As an essential nutrient for pod development, calcium is directly absorbed by developing pods from geocarposphere rather than being transported from roots ( Bledsoe et al., 1949 ; Brady, 1948; Skelton & Shear, 1971; Wiersum, 1951; S. Yang et al., 2020 ). Soluble calcium is critical for proper pod and embryo development. Deficiency of soluble calcium (<400 ppm) in the soil surrounding the developing pods leads to abortion of seed development ( Dey, Pal, Bhatt, & Chauhan, 2004; Kissel & Sonon, 2008; R. Yang, 2014). If the seed is not aborted, its quality is severely affected, diminishing its commercial value. A calcium-deficient soil promotes stress within the peanut plant and increases the severity of diseases caused by soil borne pathogens. For example, pod rot is caused by a group of fungal pathogens, and is more severe in peanuts grown in calcium-deficient soil ( Damicone, 2014). To mediate a lack of soluble calcium in the field, supplemental sources are used such as gypsum (CaSO 4) or lime (CaCO 3). Gypsum is highly soluble and therefore applied at pegging time, whereas lime is incorporated into the soil prior to planting to allow time for the calcium to become available; and is used primarily to alter pH. A few studies investigating the global transcriptional response to calcium deficiency revealed that auxin and gibberellin (GA) pathway genes were differentially expressed in pods grown in calcium-deficient or calcium-sufficient soil, as well as genes involved in Ca2+ signal transduction, nutrition absorption and microRNA function ( Chen et al., 2019 ; S. Yang et al., 2017 ; S. Yang et al., 2020 ). However, in these studies, both roots and pods were exposed to calcium deficiency, so it is unclear which responses observed in pods are secondary results of calcium deficiency sensed via root ( Chen et al., 2019 ; S. Yang et al., 2017 ; S. Yang et al., 2020 ).

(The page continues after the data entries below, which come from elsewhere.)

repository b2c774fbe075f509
//! Adapter implementations for task ports.

pub mod memory;
pub mod postgres;
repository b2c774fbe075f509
//! File attachments referenced by tasks.

use super::{AttachmentId, TaskDomainError, TaskId};
use chrono::{DateTime, Utc};
use mockable::Clock;
use serde::{Deserialize, Serialize};

/// Metadata describing an uploaded file before it is attached.
#[derive(Debug, Clone, PartialEq, Eq, Serialize, Deserialize)]
pub struct AttachmentDraft {
    /// File name shown to users.
    pub name: String,
    /// Location of the stored file.
    pub url: String,
    /// MIME type reported by the upload.
    pub mime_type: String,
    /// File size in bytes.
    pub size_bytes: u64,
}

/// A file attached to a task.
#[derive(Debug, Clone, PartialEq, Eq, Serialize, Deserialize)]
pub struct Attachment {
    id: AttachmentId,
    task_id: TaskId,
    name: String,
    url: String,
    mime_type: String,
    size_bytes: u64,
    created_at: DateTime<Utc>,
}

impl Attachment {
    /// Creates an attachment record from upload metadata.
    ///
    /// # Errors
    ///
    /// Returns [`TaskDomainError::EmptyAttachmentField`] when the name or URL
    /// is blank.
    pub fn new(
        task_id: TaskId,
        draft: AttachmentDraft,
        clock: &impl Clock,
    ) -> Result<Self, TaskDomainError> {
        let name = draft.name.trim();
        if name.is_empty() {
            return Err(TaskDomainError::EmptyAttachmentField("name"));
        }
        let url = draft.url.trim();
        if url.is_empty() {
            return Err(TaskDomainError::EmptyAttachmentField("url"));
        }
        Ok(Self {
            id: AttachmentId::new(),
            task_id,
            name: name.to_owned(),
            url: url.to_owned(),
            mime_type: draft.mime_type,
            size_bytes: draft.size_bytes,
            created_at: clock.utc(),
        })
    }

    /// Reconstructs an attachment from persisted fields.
    #[must_use]
    pub fn from_persisted(
        id: AttachmentId,
        task_id: TaskId,
        draft: AttachmentDraft,
        created_at: DateTime<Utc>,
    ) -> Self {
        let AttachmentDraft {
            name,
            url,
            mime_type,
            size_bytes,
        } = draft;
        Self {
            id,
            task_id,
            name,
            url,
            mime_type,
            size_bytes,
            created_at,
        }
    }

    /// Returns the attachment identifier.
    #[must_use]
    pub const fn id(&self) -> AttachmentId {
        self.id
    }

    /// Returns the owning task.
    #[must_use]
    pub const fn task_id(&self) -> TaskId {
        self.task_id
    }

    /// Returns the file name.
    #[must_use]
    pub fn name(&self) -> &str {
        &self.name
    }

    /// Returns the file location.
    #[must_use]
    pub fn url(&self) -> &str {
        &self.url
    }

    /// Returns the MIME type.
    #[must_use]
    pub fn mime_type(&self) -> &str {
        &self.mime_type
    }

    /// Returns the size in bytes.
    #[must_use]
    pub const fn size_bytes(&self) -> u64 {
        self.size_bytes
    }

    /// Returns the creation timestamp.
    #[must_use]
    pub const fn created_at(&self) -> DateTime<Utc> {
        self.created_at
    }
}
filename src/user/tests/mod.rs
//! Unit tests for the user module.
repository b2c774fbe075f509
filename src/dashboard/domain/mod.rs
//! Pure dashboard state, target resolution and move planning.

mod analytics;
mod drag;
mod filter;
mod notice;
mod reorder;
mod resolver;
mod store;

pub use analytics::BoardAnalytics;
pub use drag::{DragSession, DragTracker};
pub use filter::{DueDateRange, TaskFilter, all_tags};
pub use notice::{Notice, NoticeLevel};
pub use reorder::{MoveCommand, MoveKind, ReorderEngine};
pub use resolver::{ColumnResolver, DropTarget};
pub use store::{OperationId, StoreAction, TaskStore};
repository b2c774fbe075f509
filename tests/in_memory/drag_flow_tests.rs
//! Drag-and-drop persistence observed through a second client.

use super::helpers::{Backend, backend, drag_onto, lane, seed_board};
use corkboard::board::domain::ColumnKey;
use corkboard::dashboard::{
    domain::Notice,
    services::{BatchMode, SyncConfig},
};
use corkboard::user::domain::Session;
use rstest::rstest;

fn config(batch_mode: BatchMode, refetch_after_partial_failure: bool) -> SyncConfig {
    SyncConfig {
        batch_mode,
        refetch_after_partial_failure,
    }
}

#[rstest]
#[case::concurrent(BatchMode::Concurrent)]
#[case::atomic(BatchMode::Atomic)]
#[tokio::test(flavor = "multi_thread")]
async fn reorders_are_visible_to_other_clients(backend: Backend, #[case] mode: BatchMode) {
    let user = backend.register("Rae Reorder", "rae@example.com").await;
    let session = Session::authenticated(user.id());
    let (mut client, notifier) = backend.client(session, config(mode, false));
    let ids = seed_board(&mut client, &["A", "B", "C"]).await;
    let (a, c) = (ids.first().copied().expect("A"), ids.get(2).copied().expect("C"));

    assert!(drag_onto(&mut client, c, &a.to_string()).await);
    assert_eq!(lane(&client, ColumnKey::Todo), ["C", "A", "B"]);
    assert_eq!(notifier.last(), Some(Notice::task_moved()));

    let (mut observer, _) = backend.client_for(&user);
    assert!(observer.load().await);
    assert_eq!(lane(&observer, ColumnKey::Todo), ["C", "A", "B"]);
    let orders: Vec<i32> = observer
        .store()
        .tasks_in(ColumnKey::Todo)
        .iter()
        .map(|task| task.order())
        .collect();
    assert_eq!(orders, [0, 1, 2]);
}

#[rstest]
#[tokio::test(flavor = "multi_thread")]
async fn cross_lane_drop_onto_a_task_takes_its_slot(backend: Backend) {
    let user = backend.register("Lane Hopper", "hop@example.com").await;
    let (mut client, _) = backend.client_for(&user);
    let ids = seed_board(&mut client, &["A", "B", "X", "Y"]).await;
    let [a, _b, x, y] = ids.as_slice() else {
        panic!("expected four tasks");
    };
    assert!(drag_onto(&mut client, *x, "in_progress").await);
    assert!(drag_onto(&mut client, *y, "in_progress").await);
    assert_eq!(lane(&client, ColumnKey::InProgress), ["X", "Y"]);

    assert!(drag_onto(&mut client, *a, &y.to_string()).await);
    assert_eq!(lane(&client, ColumnKey::InProgress), ["X", "A", "Y"]);
    assert_eq!(lane(&client, ColumnKey::Todo), ["B"]);

    let (mut observer, _) = backend.client_for(&user);
    assert!(observer.load().await);
    assert_eq!(lane(&observer, ColumnKey::InProgress), ["X", "A", "Y"]);
    let moved = observer.store().task(*a).expect("A persisted");
    let column = observer
        .store()
        .active_board()
        .and_then(|board| board.column_for(ColumnKey::InProgress))
        .expect("in-progress lane");
    assert_eq!(moved.column_id(), column.id());
}

#[rstest]
#[tokio::test(flavor = "multi_thread")]
async fn atomic_failure_leaves_the_backend_untouched(backend: Backend) {
    let user = backend.register("Ada Atomic", "ada@example.com").await;
    let session = Session::authenticated(user.id());
    let (mut client, notifier) = backend.client(session, config(BatchMode::Atomic, false));
    let ids = seed_board(&mut client, &["A", "B", "C"]).await;
    let [a, b, c] = ids.as_slice() else {
        panic!("expected three tasks");
    };

    let (mut other, _) = backend.client_for(&user);
    assert!(other.load().await);
    assert!(other.delete_task(*c).await);

    assert!(!drag_onto(&mut client, *a, &b.to_string()).await);
    assert_eq!(lane(&client, ColumnKey::Todo), ["A", "B", "C"]);
    assert_eq!(notifier.last(), Some(Notice::move_reverted()));

    assert!(other.refresh_tasks().await);
    assert_eq!(lane(&other, ColumnKey::Todo), ["A", "B"]);
}

#[rstest]
#[case::trusting_local_state(false, &["A", "B", "C"])]
#[case::refetching(true, &["B", "A"])]
#[tokio::test(flavor = "multi_thread")]
async fn partial_concurrent_failure_is_rolled_back(
    backend: Backend,
    #[case] refetch: bool,
    #[case] expected: &[&str],
) {
    let user = backend.register("Pat Partial", "pat@example.com").await;
    let session = Session::authenticated(user.id());
    let (mut client, notifier) = backend.client(session, config(BatchMode::Concurrent, refetch));
    let ids = seed_board(&mut client, &["A", "B", "C"]).await;
    let [a, b, c] = ids.as_slice() else {
        panic!("expected three tasks");
    };

    let (mut other, _) = backend.client_for(&user);
    assert!(other.load().await);
    assert!(other.delete_task(*c).await);

    assert!(!drag_onto(&mut client, *a, &b.to_string()).await);
    assert_eq!(notifier.last(), Some(Notice::move_reverted()));
    assert_eq!(lane(&client, ColumnKey::Todo), expected);
}

#[rstest]
#[tokio::test(flavor = "multi_thread")]
async fn refetch_after_failure_keeps_newer_moves(backend: Backend) {
    let user = backend.register("Ola Overlap", "ola@example.com").await;
    let session = Session::authenticated(user.id());
    let (mut client, notifier) = backend.client(session, config(BatchMode::Concurrent, true));
    let ids = seed_board(&mut client, &["A", "B", "C", "D"]).await;
    let [a, b, c, d] = ids.as_slice() else {
        panic!("expected four tasks");
    };
    assert!(drag_onto(&mut client, *d, "in_progress").await);

    let (mut other, _) = backend.client_for(&user);
    assert!(other.load().await);
    assert!(other.delete_task(*c).await);

    assert!(client.drag_start(*a));
    let first = client
        .begin_drop(Some(&b.to_string()))
        .expect("reorder planned");
    assert!(client.drag_start(*d));
    let second = client.begin_drop(Some("done")).expect("lane move planned");

    let sync = client.synchronizer();
    let outcome = sync.push(&first).await;
    assert!(!client.settle(first, outcome).await);
    assert_eq!(notifier.last(), Some(Notice::move_reverted()));
    assert_eq!(lane(&client, ColumnKey::Todo), ["B", "A"]);
    assert_eq!(lane(&client, ColumnKey::Done), ["D"]);

    let outcome = sync.push(&second).await;
    assert!(client.settle(second, outcome).await);
    assert_eq!(notifier.last(), Some(Notice::task_moved()));
    assert_eq!(lane(&client, ColumnKey::Done), ["D"]);
    assert!(lane(&client, ColumnKey::InProgress).is_empty());

    let (mut observer, _) = backend.client_for(&user);
    assert!(observer.load().await);
    assert_eq!(lane(&observer, ColumnKey::Done), ["D"]);
}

The object of this study is to develop an experimental system that allows researchers to study pod development and microbial conditions in a controlled environment.
Materials and Methods
Plant source and growth conditions
Peanut varieties used in this study were Numex High Oleic 01 (Reg. No. CV-123, PI 670460) and Georgia-06G (CV- GA 011557). Seeds were germinated in soil and grown in a growth chamber (Model CMP3244 Winnipeg, Canada) at 26 C day/ 23 C night, with 12 hr day/ 12 hr night and with a 62% humidity. Plants were grown to full maturity within 1.3-gallon tulip pan circular pots containing Professional Growers Mix potting soil (Sungro Horticulture, Agawam MA, USA 01001). Plants were watered to soil saturation twice a week. Plants were fertilized with an all-purpose 24-8-6 water soluble fertilizer (Miracle-Gro, Marysville OH, USA 43040) every other week.

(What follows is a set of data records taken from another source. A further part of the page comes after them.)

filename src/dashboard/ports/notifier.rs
//! Port for surfacing notices to the user.

use crate::dashboard::domain::Notice;

/// Receives notices raised by dashboard flows.
pub trait Notifier: Send + Sync {
    /// Shows `notice` to the user.
    fn notify(&self, notice: Notice);
}
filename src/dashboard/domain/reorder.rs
//! Turns a completed drop into forward and inverse placements.

use super::{ColumnResolver, DropTarget};
use crate::board::domain::Board;
use crate::task::domain::{Placement, Task, TaskId, TaskMove, TaskStatus};

/// How a drop changes the board.
#[derive(Debug, Clone, Copy, PartialEq, Eq)]
pub enum MoveKind {
    /// Only the dragged task changes lane; its order is kept.
    StatusOnly,
    /// The target lane is renumbered `0..n`.
    Reorder,
}

/// Placements to apply for a drop, and the ones that undo it.
#[derive(Debug, Clone, PartialEq, Eq)]
pub struct MoveCommand {
    task_id: TaskId,
    kind: MoveKind,
    status: TaskStatus,
    forward: Vec<TaskMove>,
    inverse: Vec<TaskMove>,
}

impl MoveCommand {
    /// Returns the dragged task.
    #[must_use]
    pub const fn task_id(&self) -> TaskId {
        self.task_id
    }

    /// Returns the kind of change.
    #[must_use]
    pub const fn kind(&self) -> MoveKind {
        self.kind
    }

    /// Returns the lane the dragged task ends up in.
    #[must_use]
    pub const fn status(&self) -> TaskStatus {
        self.status
    }

    /// Returns the placements to apply.
    #[must_use]
    pub fn forward(&self) -> &[TaskMove] {
        &self.forward
    }

    /// Returns the pre-drag placements of every touched task.
    #[must_use]
    pub fn inverse(&self) -> &[TaskMove] {
        &self.inverse
    }
}

/// Plans drops against a board and the tasks currently in the store.
#[derive(Debug, Clone, Copy)]
pub struct ReorderEngine<'a> {
    resolver: ColumnResolver<'a>,
    tasks: &'a [Task],
}

impl<'a> ReorderEngine<'a> {
    /// Creates an engine over a board and its tasks.
    #[must_use]
    pub const fn new(board: &'a Board, tasks: &'a [Task]) -> Self {
        Self {
            resolver: ColumnResolver::new(board, tasks),
            tasks,
        }
    }

    /// Plans the drop of `dragged` on `target`.
    ///
    /// `recorded` is the placement recorded at drag start; the task's current
    /// placement stands in when it is missing. Returns `None` when the drop
    /// changes nothing or the dragged task is unknown.
    #[must_use]
    pub fn plan(
        &self,
        dragged: TaskId,
        recorded: Option<Placement>,
        target: DropTarget,
    ) -> Option<MoveCommand> {
        let task = self.find(dragged)?;
        let origin = recorded.unwrap_or_else(|| task.placement());
        match target {
            DropTarget::Column(status) => self.relabel(task, origin, status),
            DropTarget::Task(target_id) if target_id == dragged => None,
            DropTarget::Task(target_id) => {
                let target = self.find(target_id)?;
                self.reorder(task, origin, target)
            }
        }
    }

    fn find(&self, id: TaskId) -> Option<&'a Task> {
        self.tasks.iter().find(|task| task.id() == id)
    }

    fn relabel(&self, task: &Task, origin: Placement, status: TaskStatus) -> Option<MoveCommand> {
        if status == origin.status {
            return None;
        }
        let placement = self.resolver.placement(status, task.order())?;
        Some(MoveCommand {
            task_id: task.id(),
            kind: MoveKind::StatusOnly,
            status,
            forward: vec![TaskMove::new(task.id(), placement)],
            inverse: vec![TaskMove::new(task.id(), origin)],
        })
    }

    fn reorder(&self, task: &'a Task, origin: Placement, target: &Task) -> Option<MoveCommand> {
        let status = target.status();
        let mut lane: Vec<&Task> = self
            .tasks
            .iter()
            .filter(|candidate| candidate.status() == status)
            .collect();
        lane.sort_by_key(|candidate| candidate.order());
        if !lane.iter().any(|candidate| candidate.id() == task.id()) {
            lane.push(task);
        }
        let from = lane.iter().position(|candidate| candidate.id() == task.id())?;
        let to = lane.iter().position(|candidate| candidate.id() == target.id())?;
        if from == to {
            return self.relabel(task, origin, status);
        }
        let moved = lane.remove(from);
        lane.insert(to, moved);

        let column = self.resolver.column(status)?;
        let mut forward = Vec::with_capacity(lane.len());
        let mut inverse = Vec::with_capacity(lane.len());
        for (index, member) in lane.iter().enumerate() {
            let order = i32::try_from(index).ok()?;
            forward.push(TaskMove::new(
                member.id(),
                Placement {
                    status,
                    column_id: column.id(),
                    order,
                },
            ));
            let before = if member.id() == task.id() {
                origin
            } else {
                member.placement()
            };
            inverse.push(TaskMove::new(member.id(), before));
        }
        Some(MoveCommand {
            task_id: task.id(),
            kind: MoveKind::Reorder,
            status,
            forward,
            inverse,
        })
    }
}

The In-Tube Growth (ITG) System
The ITG system was developed to support individual pod growth in a controlled environment ( Fig. 1). A 50 ml Falcon conical tube (Thermo Fisher Scientific Waltham MA, USA 02451) was modified to hold soil and the developing pod. The lid with five 6-mm holes served as a gas exchange system. The perforated lid was then covered in three alternating layers of 1-inch 3M Micropore tape (3M, Saint Paul MN, USA 5122). On the interior side of the cap was a 0.5 mm gridded mesh. The tube was sealed around the cap-tube junction with parafilm. The gas exchange system allowed proper moisture and humidity control, while simultaneously providing the exchange of gasses to prevent an anaerobic environment. The standard 50 mL tube had one 0.5mm hole drilled at its bottom, covered with Parafilm (Bemis Company, Neenah WI, USA 54956), and can be filled with various growth media depending on the purpose of a study ( Fig. 1A). The ITG system was encased in a layer of aluminum foil. After filling the tube with soil to a volume of 35 ml, 50 ml of sterile DI water was added to ran through the soil. The humidity of soil was maintained around 20.37% for the duration of the experiment. No additional water was added to the tubes throughout the experiment.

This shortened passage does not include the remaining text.